> **Given data**
§
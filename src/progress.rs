//! Progress bars that coexist with log output.
//!
//! All bars hang off one shared `MultiProgress`, and tracing writes
//! through it so log lines land above the bars instead of through them.

use indicatif::{MultiProgress, ProgressBar, ProgressDrawTarget, ProgressStyle};
use std::io::{self, Write};
use std::sync::OnceLock;
use tracing_subscriber::fmt::MakeWriter;

static MULTI_PROGRESS: OnceLock<MultiProgress> = OnceLock::new();

fn multi_progress() -> &'static MultiProgress {
    MULTI_PROGRESS.get_or_init(|| {
        let mp = MultiProgress::new();
        mp.set_draw_target(ProgressDrawTarget::stderr_with_hz(10));
        mp
    })
}

/// Counted bar for crawls and batch ingests
pub fn count_bar(len: u64, label: &str) -> ProgressBar {
    let bar = multi_progress().add(ProgressBar::new(len));
    let style = ProgressStyle::with_template("{msg} [{bar:30}] {pos}/{len}")
        .unwrap_or_else(|_| ProgressStyle::default_bar());
    bar.set_style(style);
    bar.set_message(label.to_string());
    bar
}

/// Spinner for operations without a known length
pub fn spinner(label: &str) -> ProgressBar {
    let bar = multi_progress().add(ProgressBar::new_spinner());
    bar.set_message(label.to_string());
    bar.enable_steady_tick(std::time::Duration::from_millis(100));
    bar
}

/// `MakeWriter` that routes tracing output through the MultiProgress
#[derive(Default, Clone)]
pub struct ProgressLogWriter;

pub struct LineWriter {
    buffer: String,
}

impl LineWriter {
    fn emit(&mut self, line: &str) {
        let line = line.trim_end_matches('\r');
        let _ = multi_progress().println(line.to_string());
    }
}

impl Write for LineWriter {
    fn write(&mut self, buf: &[u8]) -> io::Result<usize> {
        self.buffer.push_str(&String::from_utf8_lossy(buf));

        while let Some(idx) = self.buffer.find('\n') {
            let line = self.buffer[..idx].to_string();
            self.emit(&line);
            self.buffer.drain(..idx + 1);
        }

        Ok(buf.len())
    }

    fn flush(&mut self) -> io::Result<()> {
        if !self.buffer.is_empty() {
            let line = std::mem::take(&mut self.buffer);
            self.emit(&line);
        }
        Ok(())
    }
}

impl Drop for LineWriter {
    fn drop(&mut self) {
        let _ = self.flush();
    }
}

impl<'a> MakeWriter<'a> for ProgressLogWriter {
    type Writer = LineWriter;

    fn make_writer(&'a self) -> Self::Writer {
        LineWriter {
            buffer: String::new(),
        }
    }
}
§
> **Exercise instructions**
The expected answer holds each line from the listing above where the string "output" is present.

> **Response to the exercise**
//! Progress bars that coexist with log output.
/// `MakeWriter` that routes tracing output through the MultiProgress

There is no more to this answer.